Non printing character problems--I think

classic Classic list List threaded Threaded
5 messages Options
Reply | Threaded
Open this post in threaded view
|

Non printing character problems--I think

Maguin, Eugene
I have some text variables that I am standardizing. One part of the
standardizing process is to replace these values with spaces:

DO REPEAT X=
   LDRNAMES2 LDRNAMES3 LDRNAMES4 LDRNAMES5 LDRNAMES6.
+  COMPUTE #LEN=CHAR.LENGTH(X).
+  DO IF (#LEN GT 0).
+     COMPUTE X=REPLACE(X,'Old item - use 2.1','                  ').
+     COMPUTE X=REPLACE(X,'Old item - use 3.1','                  ').
+     COMPUTE X=REPLACE(X,'Old item - use 4.1','                  ').
+     COMPUTE X=REPLACE(X,'Old item - use 5.1','                  ').
+     COMPUTE X=REPLACE(X,'Old item - use 6.1','                  ').
+     COMPUTE X=REPLACE(X,'Old item, use 2.1','                 ').
+     COMPUTE X=REPLACE(X,'Old item, use 3.1','                 ').
+     COMPUTE X=REPLACE(X,'Old item, use 4.1','                 ').
+     COMPUTE X=REPLACE(X,'Old item, use 5.1','                 ').
+     COMPUTE X=REPLACE(X,'Old item, use 6.1','                 ').
+  END IF.
END REPEAT.
EXECUTE.

I then run this code to check for other 'problem' characters.
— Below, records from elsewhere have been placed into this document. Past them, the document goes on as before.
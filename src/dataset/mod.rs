//! Builds the unified project table from the baseline file and the record
//! store.

mod baseline;
mod cache;
mod merge;

use std::collections::HashSet;

pub use baseline::{load_baseline, sample_projects, Baseline, BaselineSource};
pub use cache::TtlCache;
pub use merge::{column_labels, merge, write_csv};

use crate::config::Config;
use crate::models::{Notice, Project};
use crate::store::StoreAdapter;

/// Unified table plus whatever went wrong while building it.
#[derive(Debug, Clone)]
pub struct UnifiedTable {
    pub projects: Vec<Project>,
    pub source: Option<BaselineSource>,
    pub notices: Vec<Notice>,
}

impl UnifiedTable {
    pub fn find(&self, name: &str) -> Option<&Project> {
        self.projects.iter().find(|p| p.name == name)
    }
}

pub struct Dataset {
    config: Config,
    cache: TtlCache<Baseline>,
}

impl Dataset {
    pub fn new(config: &Config) -> Self {
        Self {
            config: config.clone(),
            cache: TtlCache::new(config.cache_ttl()),
        }
    }

    fn baseline(&mut self) -> Result<Baseline, String> {
        if let Some(cached) = self.cache.get() {
            return Ok(cached.clone());
        }
        match load_baseline(&self.config) {
            Ok(baseline) => {
                self.cache.put(baseline.clone());
                Ok(baseline)
            }
            Err(e) => {
                tracing::error!("Error loading baseline: {}", e);
                Err(format!("Error loading data: {e}"))
            }
        }
    }

    /// Called after every successful write so the next load sees it.
    pub fn invalidate(&mut self) {
        self.cache.invalidate();
    }

    /// Never fails: read problems become notices and the table degrades.
    pub async fn load(&mut self, store: &StoreAdapter) -> UnifiedTable {
        let mut notices = Vec::new();

        let baseline = match self.baseline() {
            Ok(baseline) => baseline,
            Err(message) => {
                return UnifiedTable {
                    projects: Vec::new(),
                    source: None,
                    notices: vec![Notice::Error(message)],
                }
            }
        };
        if baseline.source == BaselineSource::Sample {
            notices.push(Notice::Warning(
                "No baseline data file found; showing sample projects".to_string(),
            ));
        }

        let (tombstones, tombstone_error) = store.removed_names().await;
        if let Some(error) = tombstone_error {
            // Without the tombstone set no row can be shown safely.
            notices.push(Notice::Error(error));
            return UnifiedTable {
                projects: Vec::new(),
                source: Some(baseline.source),
                notices,
            };
        }

        let user = store.user_projects().await;
        if let Some(error) = user.error {
            notices.push(Notice::Error(error));
        }
        let user: Vec<Project> = user.rows.into_iter().map(Project::from).collect();

        let projects = merge(&baseline.projects, user, &tombstones);
        tracing::debug!(
            "Unified table: {} rows ({} tombstoned names)",
            projects.len(),
            tombstones.len()
        );

        UnifiedTable {
            projects,
            source: Some(baseline.source),
            notices,
        }
    }

    /// Baseline names only, for the restore view.
    pub fn baseline_names(&mut self) -> HashSet<String> {
        self.baseline()
            .map(|b| b.projects.into_iter().map(|p| p.name).collect())
            .unwrap_or_default()
    }
}

#[cfg(test)]
mod tests {
    use super::*;
    use crate::db::LocalStore;
    use crate::error::{AppError, Result};
    use crate::models::{NewQa, ProjectRecord, QaEntry, QaScope, SurveyAnswers, Tombstone};
    use crate::store::RecordStore;
    use async_trait::async_trait;

    /// Store whose project reads can be made to fail.
    struct UnreliableStore {
        tombstones_fail: bool,
        user_rows_fail: bool,
    }

    fn unavailable<T>() -> Result<T> {
        Err(AppError::StoreApi("service unavailable".to_string()))
    }

    #[async_trait]
    impl RecordStore for UnreliableStore {
        fn backend_name(&self) -> &'static str {
            "unreliable"
        }

        async fn user_projects(&self) -> Result<Vec<ProjectRecord>> {
            if self.user_rows_fail {
                return unavailable();
            }
            Ok(vec![ProjectRecord {
                project: "Cedar Wind".to_string(),
                state: Some("KS".to_string()),
                ..Default::default()
            }])
        }
        async fn find_user_project(&self, _name: &str) -> Result<Option<ProjectRecord>> {
            Ok(None)
        }
        async fn insert_user_project(&self, _record: &ProjectRecord) -> Result<()> {
            unavailable()
        }
        async fn update_survey(&self, _name: &str, _survey: &SurveyAnswers) -> Result<()> {
            unavailable()
        }
        async fn delete_user_project(&self, _name: &str) -> Result<()> {
            unavailable()
        }

        async fn tombstones(&self) -> Result<Vec<Tombstone>> {
            if self.tombstones_fail {
                return unavailable();
            }
            Ok(Vec::new())
        }
        async fn find_tombstone(&self, _name: &str) -> Result<Option<Tombstone>> {
            Ok(None)
        }
        async fn insert_tombstone(&self, _name: &str) -> Result<()> {
            unavailable()
        }
        async fn delete_tombstone(&self, _name: &str) -> Result<()> {
            unavailable()
        }
        async fn clear_tombstones(&self) -> Result<()> {
            unavailable()
        }

        async fn qa_entries(&self, _scope: QaScope) -> Result<Vec<QaEntry>> {
            Ok(Vec::new())
        }
        async fn insert_qa(&self, _qa: &NewQa) -> Result<QaEntry> {
            unavailable()
        }
        async fn update_qa(&self, _id: i64, _qa: &NewQa) -> Result<()> {
            unavailable()
        }
        async fn set_qa_removed(&self, _id: i64, _removed: bool) -> Result<()> {
            unavailable()
        }
        async fn delete_qa(&self, _id: i64) -> Result<()> {
            unavailable()
        }
    }

    fn unreliable(tombstones_fail: bool, user_rows_fail: bool) -> StoreAdapter {
        StoreAdapter::new(Box::new(UnreliableStore {
            tombstones_fail,
            user_rows_fail,
        }))
    }

    fn sample_dataset() -> (tempfile::TempDir, Dataset) {
        let dir = tempfile::tempdir().unwrap();
        let config = Config {
            data_dir: dir.path().to_path_buf(),
            ..Config::default()
        };
        (dir, Dataset::new(&config))
    }

    fn errors(table: &UnifiedTable) -> Vec<&str> {
        table
            .notices
            .iter()
            .filter_map(|n| match n {
                Notice::Error(m) => Some(m.as_str()),
                _ => None,
            })
            .collect()
    }

    async fn fixture() -> (tempfile::TempDir, Dataset, StoreAdapter) {
        let dir = tempfile::tempdir().unwrap();
        let config = Config {
            data_dir: dir.path().to_path_buf(),
            cache_ttl_ms: 60_000,
            ..Config::default()
        };
        let store = StoreAdapter::new(Box::new(LocalStore::open_in_memory().await.unwrap()));
        (dir, Dataset::new(&config), store)
    }

    #[tokio::test]
    async fn sample_baseline_plus_user_rows() {
        let (_dir, mut dataset, store) = fixture().await;
        let record = ProjectRecord {
            project: "Cedar Wind".to_string(),
            state: Some("KS".to_string()),
            ..Default::default()
        };
        store.add_user_project(&record).await;

        let table = dataset.load(&store).await;
        let names: Vec<_> = table.projects.iter().map(|p| p.name.as_str()).collect();
        assert_eq!(names, vec!["Sample Project 1", "Sample Project 2", "Cedar Wind"]);
        assert!(matches!(table.notices.as_slice(), [Notice::Warning(_)]));
    }

    #[tokio::test]
    async fn remove_and_restore_cycle() {
        let (_dir, mut dataset, store) = fixture().await;

        store.remove_project("Sample Project 1").await;
        let table = dataset.load(&store).await;
        assert!(table.find("Sample Project 1").is_none());

        store.restore_project("Sample Project 1").await;
        let table = dataset.load(&store).await;
        let restored = table.find("Sample Project 1").unwrap();
        assert_eq!(restored.state.as_deref(), Some("CA"));
        assert_eq!(restored, &sample_projects()[0]);
    }

    #[tokio::test]
    async fn cache_serves_until_invalidated() {
        let (dir, mut dataset, store) = fixture().await;
        assert_eq!(dataset.load(&store).await.source, Some(BaselineSource::Sample));

        std::fs::write(dir.path().join("projects.csv"), "Project,State\nOnly Row,NV\n").unwrap();
        assert_eq!(dataset.load(&store).await.projects.len(), 2);

        dataset.invalidate();
        let table = dataset.load(&store).await;
        assert_eq!(table.projects.len(), 1);
        assert!(table.notices.is_empty());
    }

    #[tokio::test]
    async fn tombstone_failure_hides_every_row() {
        let (_dir, mut dataset) = sample_dataset();
        let table = dataset.load(&unreliable(true, false)).await;

        assert!(table.projects.is_empty());
        assert_eq!(table.source, Some(BaselineSource::Sample));
        assert_eq!(errors(&table).len(), 1);
        assert!(errors(&table)[0].contains("service unavailable"));
    }

    #[tokio::test]
    async fn user_row_failure_keeps_baseline() {
        let (_dir, mut dataset) = sample_dataset();
        let table = dataset.load(&unreliable(false, true)).await;

        let names: Vec<_> = table.projects.iter().map(|p| p.name.as_str()).collect();
        assert_eq!(names, vec!["Sample Project 1", "Sample Project 2"]);
        assert_eq!(errors(&table).len(), 1);
        assert!(table.notices.iter().any(|n| matches!(n, Notice::Warning(_))));

        let healthy = dataset.load(&unreliable(false, false)).await;
        assert!(healthy.find("Cedar Wind").is_some());
        assert!(errors(&healthy).is_empty());
    }

    #[tokio::test]
    async fn corrupt_workbook_degrades_to_empty_table() {
        let (dir, mut dataset) = sample_dataset();
        std::fs::write(dir.path().join(&Config::default().baseline_workbook), "not a zip").unwrap();

        let table = dataset.load(&unreliable(false, false)).await;
        assert!(table.projects.is_empty());
        assert_eq!(table.source, None);
        assert_eq!(table.notices.len(), 1);
        assert!(errors(&table)[0].starts_with("Error loading data"));
        assert!(dataset.baseline_names().is_empty());
    }
}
*  CHECK FOR INVALID SEPARATOR CHARACTERS IN NAME FIELDS.
DO REPEAT X=
   EVALUATOR LDRNAMES1 LDRNAMES2 LDRNAMES3 LDRNAMES4 LDRNAMES5 LDRNAMES6
   LDRNAMES7 LDRNAMES8 LDRNAMES9 LDRNAMES10 LDRNAMES11 LDRNAMES2A LDRNAMES3A

   LDRNAMES4A LDRNAMES5A LDRNAMES6A CLEADER1 CLEADER2 PLEADER1 PLEADER2/
   Y=ERR1 TO ERR21.
+  COMPUTE #LEN=CHAR.LENGTH(X).
+  DO IF (#LEN GT 0).
+     COMPUTE Y=#LEN.
+     LOOP #I=1 TO #LEN.
+        COMPUTE ACHAR=UPCASE(SUBSTR(X,#I,1)).
+        IF ((ACHAR GE 'A' AND ACHAR LE 'Z') OR
         ACHAR EQ ',' OR ACHAR EQ ' ') Y=Y-1.
+     END LOOP.
+  END IF.
END REPEAT.

For each variable, I check to see that each character is 'A' thru 'Z' or ','
or ' ' (space).

What I find is that those cases whose values for the variables in the first
code piece have been replaced now are identified as having problem
characters. However, when I print the values and when I examine the values
in the data editor, the values appear to be blanks--as they are supposed to
be. Perhaps the variables are non-printing characters. Several people have
posted in the past about non-printing characters. Using the following code I
checked things.

*  CHECK FOR INVALID SEPARATOR CHARACTERS IN NAME FIELDS.
*  SEEMS TO BE NON PRINTING CHARACTERS. IDENTIFY AND PRINT OUT.
VECTOR BCHAR(4,A1).
COMPUTE #I=0.
DO REPEAT X=
   EVALUATOR LDRNAMES1 LDRNAMES2 LDRNAMES3 LDRNAMES4 LDRNAMES5 LDRNAMES6
   LDRNAMES7 LDRNAMES8 LDRNAMES9 LDRNAMES10 LDRNAMES11 LDRNAMES2A LDRNAMES3A

   LDRNAMES4A LDRNAMES5A LDRNAMES6A CLEADER1 CLEADER2 PLEADER1 PLEADER2/
   Y=ERR1 TO ERR21.
+  COMPUTE #LEN=CHAR.LENGTH(X).
+  DO IF (#LEN GT 0).
+     COMPUTE Y=#LEN.
+     LOOP #I=1 TO #LEN.
+        DO IF ((ACHAR GE 'A' AND ACHAR LE 'Z') OR
         ACHAR EQ ',' OR ACHAR EQ ' ').
+           COMPUTE Y=Y-1.
+        ELSE.
+           COMPUTE #I=#I+1.
+           COMPUTE BCHAR(#I)=ACHAR.
+        END IF.
+     END LOOP.
+  END IF.
END REPEAT.

FREQUENCIES ERR1 TO ERR21.

*  PROBLEMS REMAIN FOR ERR3-ERR6. WHAT ARE THE PROBLEM CHARACTERS.
FORMAT BCHAR1 TO BCHAR4(AHEX).

By changing the format of BCHAR1 to BCHAR4 to AHEX, i get the hex value of
the character. The value is consistently '20', which is the hex equivalent
of 32. The import-export character appendix in the CSR shows 32 to be a
space--which is what it was changed to.

My question is what is happening? Something is not working as intended,
which probably means I don't understand something, but I don't know what it
is.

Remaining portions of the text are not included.